Q. After all the countries put their plans on the table, what remains to be decided?

Negotiators will argue over the wording of the meeting's final statement. Climate experts are hoping that it will "send a signal" that nations understand the need for deeper emissions cuts to reach that elusive target of limiting warming to 1.5 degrees Celsius.

Poorer countries, many from Africa, will push hard for specific commitments on financial aid to help them deal with climate-linked disasters. "Poor countries are not responsible for this problem," says Chukwumerije Okereke, director of the Centre for Climate Change and Development in Nigeria. "It's been shipped to them by developed countries, and they're having to deal with it with little or no help."

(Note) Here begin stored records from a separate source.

//! Reference counts with a release hook
//!
//! Memory is owned by `Arc`s throughout the stack. A [`RefCount`] tracks the
//! *logical* lifetime of a shared object (a library handle, an attached host
//! device) so that late users can be turned away once the owner let go.

use crate::error::{Error, Result};
use core::sync::atomic::{AtomicUsize, Ordering};

/// An atomic reference count that starts at one
///
/// Once the count reaches zero it's dead: [`get()`](RefCount::get) and
/// [`put()`](RefCount::put) both fail with [`Error::Perm`].
#[derive(Debug)]
pub struct RefCount {
    count: AtomicUsize,
}

impl Default for RefCount {
    fn default() -> Self {
        Self::new()
    }
}

impl RefCount {
    /// Create a count holding one reference
    pub const fn new() -> Self {
        Self {
            count: AtomicUsize::new(1),
        }
    }

    /// Take another reference
    ///
    /// Fails if the count already dropped to zero, and leaves it there.
    pub fn get(&self) -> Result<()> {
        self.count
            .fetch_update(Ordering::AcqRel, Ordering::Acquire, |count| {
                (count != 0).then(|| count + 1)
            })
            .map(|_| ())
            .map_err(|_| Error::Perm)
    }

    /// Drop a reference
    ///
    /// `release` runs exactly once, on the caller that moves the count from
    /// one to zero. Returns `true` on that call.
    pub fn put(&self, release: impl FnOnce()) -> Result<bool> {
        let previous = self
            .count
            .fetch_update(Ordering::AcqRel, Ordering::Acquire, |count| {
                count.checked_sub(1)
            })
            .map_err(|_| {
                error!("reference count underflow");
                Error::Perm
            })?;
        if previous == 1 {
            release();
            Ok(true)
        } else {
            Ok(false)
        }
    }

    /// Returns the current number of references
    pub fn count(&self) -> usize {
        self.count.load(Ordering::Acquire)
    }

    /// Indicates if the count reached zero
    pub fn is_dead(&self) -> bool {
        self.count() == 0
    }
}

#[cfg(test)]
mod tests {
    use super::RefCount;
    use crate::Error;
    use core::cell::Cell;

    #[test]
    fn get_and_put() {
        let refcnt = RefCount::new();
        refcnt.get().unwrap();
        assert_eq!(refcnt.count(), 2);

        let released = Cell::new(0);
        assert!(!refcnt.put(|| released.set(released.get() + 1)).unwrap());
        assert!(refcnt.put(|| released.set(released.get() + 1)).unwrap());
        assert_eq!(released.get(), 1);
        assert!(refcnt.is_dead());
    }

    #[test]
    fn get_after_zero_fails() {
        let refcnt = RefCount::new();
        refcnt.put(|| {}).unwrap();
        assert_eq!(refcnt.get(), Err(Error::Perm));
        assert_eq!(refcnt.count(), 0);
    }

    #[test]
    fn put_after_zero_never_releases_again() {
        let refcnt = RefCount::new();
        let released = Cell::new(0);
        refcnt.put(|| released.set(released.get() + 1)).unwrap();
        assert_eq!(
            refcnt.put(|| released.set(released.get() + 1)),
            Err(Error::Perm)
        );
        assert_eq!(released.get(), 1);
    }
}
//! SETUP packets

use crate::descriptor::descriptor_type;
use crate::error::{Error, Result};
use usb_device::control::{Recipient, Request, RequestType};
use usb_device::UsbDirection;

/// The 8 byte header of every control transfer
#[derive(Debug, Default, Clone, Copy, PartialEq, Eq)]
#[cfg_attr(feature = "defmt-03", derive(defmt_03::Format))]
pub struct SetupPacket {
    pub request_type: u8,
    pub request: u8,
    pub value: u16,
    pub index: u16,
    pub length: u16,
}

/// `bmRequestType` for a standard, device-to-host, device request
const STANDARD_IN: u8 = 0x80;
const STANDARD_OUT: u8 = 0x00;

impl SetupPacket {
    pub const LEN: usize = 8;

    pub fn from_bytes(buf: &[u8]) -> Result<Self> {
        if buf.len() < Self::LEN {
            return Err(Error::BadF);
        }
        Ok(Self {
            request_type: buf[0],
            request: buf[1],
            value: u16::from_le_bytes([buf[2], buf[3]]),
            index: u16::from_le_bytes([buf[4], buf[5]]),
            length: u16::from_le_bytes([buf[6], buf[7]]),
        })
    }

    pub fn to_bytes(&self) -> [u8; Self::LEN] {
        let value = self.value.to_le_bytes();
        let index = self.index.to_le_bytes();
        let length = self.length.to_le_bytes();
        [
            self.request_type,
            self.request,
            value[0],
            value[1],
            index[0],
            index[1],
            length[0],
            length[1],
        ]
    }

    /// Direction of the data stage
    pub fn direction(&self) -> UsbDirection {
        UsbDirection::from(self.request_type)
    }

    pub fn request_kind(&self) -> RequestType {
        match (self.request_type >> 5) & 0b11 {
            0 => RequestType::Standard,
            1 => RequestType::Class,
            2 => RequestType::Vendor,
            _ => RequestType::Reserved,
        }
    }

    pub fn recipient(&self) -> Recipient {
        match self.request_type & 0b1_1111 {
            0 => Recipient::Device,
            1 => Recipient::Interface,
            2 => Recipient::Endpoint,
            3 => Recipient::Other,
            _ => Recipient::Reserved,
        }
    }

    /// Indicates if the transfer has a data stage
    pub fn has_data(&self) -> bool {
        self.length != 0
    }

    /// `(descriptor type, descriptor index)` of a GET_DESCRIPTOR request
    pub fn descriptor_type_index(&self) -> (u8, u8) {
        ((self.value >> 8) as u8, self.value as u8)
    }

    pub fn get_descriptor(kind: u8, index: u8, lang_id: u16, length: u16) -> Self {
        Self {
            request_type: STANDARD_IN,
            request: Request::GET_DESCRIPTOR,
            value: u16::from(kind) << 8 | u16::from(index),
            index: lang_id,
            length,
        }
    }

    pub fn get_device_descriptor(length: u16) -> Self {
        Self::get_descriptor(descriptor_type::DEVICE, 0, 0, length)
    }

    pub fn get_config_descriptor(index: u8, length: u16) -> Self {
        Self::get_descriptor(descriptor_type::CONFIGURATION, index, 0, length)
    }

    pub fn set_address(address: u8) -> Self {
        Self {
            request_type: STANDARD_OUT,
            request: Request::SET_ADDRESS,
            value: u16::from(address),
            ..Default::default()
        }
    }

    pub fn set_configuration(value: u8) -> Self {
        Self {
            request_type: STANDARD_OUT,
            request: Request::SET_CONFIGURATION,
            value: u16::from(value),
            ..Default::default()
        }
    }

    pub fn get_configuration() -> Self {
        Self {
            request_type: STANDARD_IN,
            request: Request::GET_CONFIGURATION,
            length: 1,
            ..Default::default()
        }
    }

    pub fn set_interface(interface: u8, alt: u8) -> Self {
        Self {
            request_type: STANDARD_OUT | Recipient::Interface as u8,
            request: Request::SET_INTERFACE,
            value: u16::from(alt),
            index: u16::from(interface),
            length: 0,
        }
    }

    /// CLEAR_FEATURE(ENDPOINT_HALT) for `endpoint`
    pub fn clear_halt(endpoint: u8) -> Self {
        Self {
            request_type: STANDARD_OUT | Recipient::Endpoint as u8,
            request: Request::CLEAR_FEATURE,
            value: Request::FEATURE_ENDPOINT_HALT,
            index: u16::from(endpoint),
            length: 0,
        }
    }

    pub fn get_status(recipient: Recipient, index: u16) -> Self {
        Self {
            request_type: STANDARD_IN | recipient as u8,
            request: Request::GET_STATUS,
            value: 0,
            index,
            length: 2,
        }
    }

    /// A class or vendor request with the given direction and recipient
    pub fn new(
        direction: UsbDirection,
        kind: RequestType,
        recipient: Recipient,
        request: u8,
        value: u16,
        index: u16,
        length: u16,
    ) -> Self {
        Self {
            request_type: direction as u8 | (kind as u8) << 5 | recipient as u8,
            request,
            value,
            index,
            length,
        }
    }
}

#[cfg(test)]
mod tests {
    use super::SetupPacket;
    use crate::Error;
    use usb_device::control::{Recipient, Request, RequestType};
    use usb_device::UsbDirection;

    #[test]
    fn wire_layout() {
        let setup = SetupPacket::get_device_descriptor(18);
        assert_eq!(setup.to_bytes(), [0x80, 0x06, 0x00, 0x01, 0, 0, 18, 0]);
        assert_eq!(SetupPacket::from_bytes(&setup.to_bytes()), Ok(setup));
        assert_eq!(SetupPacket::from_bytes(&[0; 7]), Err(Error::BadF));
    }

    #[test]
    fn decode_request_type() {
        let setup = SetupPacket::from_bytes(&[0xA1, 0x01, 0, 1, 2, 0, 8, 0]).unwrap();
        assert_eq!(setup.direction(), UsbDirection::In);
        assert_eq!(setup.request_kind(), RequestType::Class);
        assert_eq!(setup.recipient(), Recipient::Interface);
        assert_eq!(setup.descriptor_type_index(), (1, 0));
        assert!(setup.has_data());

        let setup = SetupPacket::from_bytes(&[0x60, 0, 0, 0, 0, 0, 0, 0]).unwrap();
        assert_eq!(setup.request_kind(), RequestType::Reserved);
        assert_eq!(setup.direction(), UsbDirection::Out);
        assert!(!setup.has_data());
    }

    #[test]
    fn constructors() {
        assert_eq!(
            SetupPacket::set_address(5).to_bytes(),
            [0x00, 0x05, 5, 0, 0, 0, 0, 0]
        );
        assert_eq!(
            SetupPacket::clear_halt(0x81).to_bytes(),
            [0x02, Request::CLEAR_FEATURE, 0, 0, 0x81, 0, 0, 0]
        );
        let vendor = SetupPacket::new(
            UsbDirection::In,
            RequestType::Vendor,
            Recipient::Device,
            0x20,
            0,
            4,
            16,
        );
        assert_eq!(vendor.request_type, 0xC0);
    }
}
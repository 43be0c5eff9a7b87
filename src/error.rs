//! USB stack error types
//!
//! Every fallible operation returns [`Result`]. The [`Error`] variants mirror
//! the small negative integers that the stack's C ABI used, and
//! [`Error::errno()`] recovers that number when you need to hand a status to
//! foreign code.

use core::fmt;

/// USB stack result type
pub type Result<T> = core::result::Result<T, Error>;

/// USB stack errors
#[derive(Debug, Clone, Copy, PartialEq, Eq)]
#[cfg_attr(feature = "defmt-03", derive(defmt_03::Format))]
pub enum Error {
    /// Invalid argument
    Inval,
    /// Object not initialized
    NoInit,
    /// Resource busy
    Busy,
    /// Try again; the resource is temporarily unavailable (e.g. a stalled endpoint)
    Again,
    /// No such device or resource
    NoDev,
    /// Resource already exists
    Exist,
    /// Operation not permitted in the current state
    Perm,
    /// Out of memory
    NoMem,
    /// Size doesn't fit
    Size,
    /// Value overflow
    Overflow,
    /// Malformed data
    BadF,
    /// Illegal request
    Illegal,
    /// Protocol error
    Proto,
    /// Bad address or descriptor reference
    Fault,
    /// Timed out
    Time,
    /// Transfer was cancelled
    Cancel,
    /// Operation not supported
    NotSup,
    /// Write failed
    Write,
    /// Read failed
    Read,
    /// Data error
    Data,
    /// Operation still in progress
    InProgress,
}

impl Error {
    /// Returns the negative error number for this error
    pub const fn errno(self) -> i32 {
        -(match self {
            Self::Perm => 1,
            Self::BadF => 9,
            Self::Again => 11,
            Self::NoMem => 12,
            Self::Fault => 14,
            Self::Busy => 16,
            Self::Exist => 17,
            Self::NoDev => 19,
            Self::Inval => 22,
            Self::Time => 62,
            Self::Proto => 71,
            Self::Overflow => 75,
            Self::NotSup => 95,
            Self::InProgress => 115,
            Self::Cancel => 125,
            Self::NoInit => 200,
            Self::Size => 201,
            Self::Illegal => 202,
            Self::Write => 203,
            Self::Read => 204,
            Self::Data => 205,
        })
    }

    /// Recover an error from its negative error number
    ///
    /// Returns `None` for zero, positive numbers and unknown codes.
    pub fn from_errno(errno: i32) -> Option<Self> {
        const ALL: [Error; 21] = [
            Error::Inval,
            Error::NoInit,
            Error::Busy,
            Error::Again,
            Error::NoDev,
            Error::Exist,
            Error::Perm,
            Error::NoMem,
            Error::Size,
            Error::Overflow,
            Error::BadF,
            Error::Illegal,
            Error::Proto,
            Error::Fault,
            Error::Time,
            Error::Cancel,
            Error::NotSup,
            Error::Write,
            Error::Read,
            Error::Data,
            Error::InProgress,
        ];
        ALL.iter().copied().find(|err| err.errno() == errno)
    }
}

impl fmt::Display for Error {
    fn fmt(&self, f: &mut fmt::Formatter<'_>) -> fmt::Result {
        match self {
            Self::Inval => write!(f, "invalid argument"),
            Self::NoInit => write!(f, "not initialized"),
            Self::Busy => write!(f, "resource busy"),
            Self::Again => write!(f, "resource temporarily unavailable"),
            Self::NoDev => write!(f, "no such device"),
            Self::Exist => write!(f, "already exists"),
            Self::Perm => write!(f, "operation not permitted"),
            Self::NoMem => write!(f, "out of memory"),
            Self::Size => write!(f, "size mismatch"),
            Self::Overflow => write!(f, "value overflow"),
            Self::BadF => write!(f, "malformed data"),
            Self::Illegal => write!(f, "illegal request"),
            Self::Proto => write!(f, "protocol error"),
            Self::Fault => write!(f, "bad reference"),
            Self::Time => write!(f, "timed out"),
            Self::Cancel => write!(f, "cancelled"),
            Self::NotSup => write!(f, "not supported"),
            Self::Write => write!(f, "write error"),
            Self::Read => write!(f, "read error"),
            Self::Data => write!(f, "data error"),
            Self::InProgress => write!(f, "in progress"),
        }
    }
}

#[cfg(test)]
mod tests {
    use super::Error;

    #[test]
    fn errno_round_trip() {
        assert_eq!(Error::Inval.errno(), -22);
        assert_eq!(Error::Time.errno(), -62);
        assert_eq!(Error::from_errno(-125), Some(Error::Cancel));
        assert_eq!(Error::from_errno(0), None);
        assert_eq!(Error::from_errno(22), None);
    }

    #[test]
    fn errnos_are_unique() {
        let errors = [
            Error::Inval,
            Error::NoInit,
            Error::Busy,
            Error::Again,
            Error::NoDev,
            Error::Exist,
            Error::Perm,
            Error::NoMem,
            Error::Size,
            Error::Overflow,
            Error::BadF,
            Error::Illegal,
            Error::Proto,
            Error::Fault,
            Error::Time,
            Error::Cancel,
            Error::NotSup,
            Error::Write,
            Error::Read,
            Error::Data,
            Error::InProgress,
        ];
        for err in errors {
            assert!(err.errno() < 0);
            assert_eq!(Error::from_errno(err.errno()), Some(err));
        }
    }
}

These countries say that previous commitments for $100 billion a year in "climate finance" — even though still unmet — are woefully inadequate.

In addition, negotiators will be trying to work out final details of what's called "The Paris Rulebook." These include rules for how countries shall report their emissions targets and how a system of "carbon markets" might work, in which one country can effectively purchase emissions reductions from another country.

Rachel Kyte says that one thing is already clear. There will be plenty of work still to do when COP26 is over. "People think that the COP is sort of like the World Series, right? And that there's going to be some, you know, walk-off home run from China or the U.S. And it's not," she says. "It's like an Iditarod, right? Lots of huskies, long and arduous, and maybe it never ends."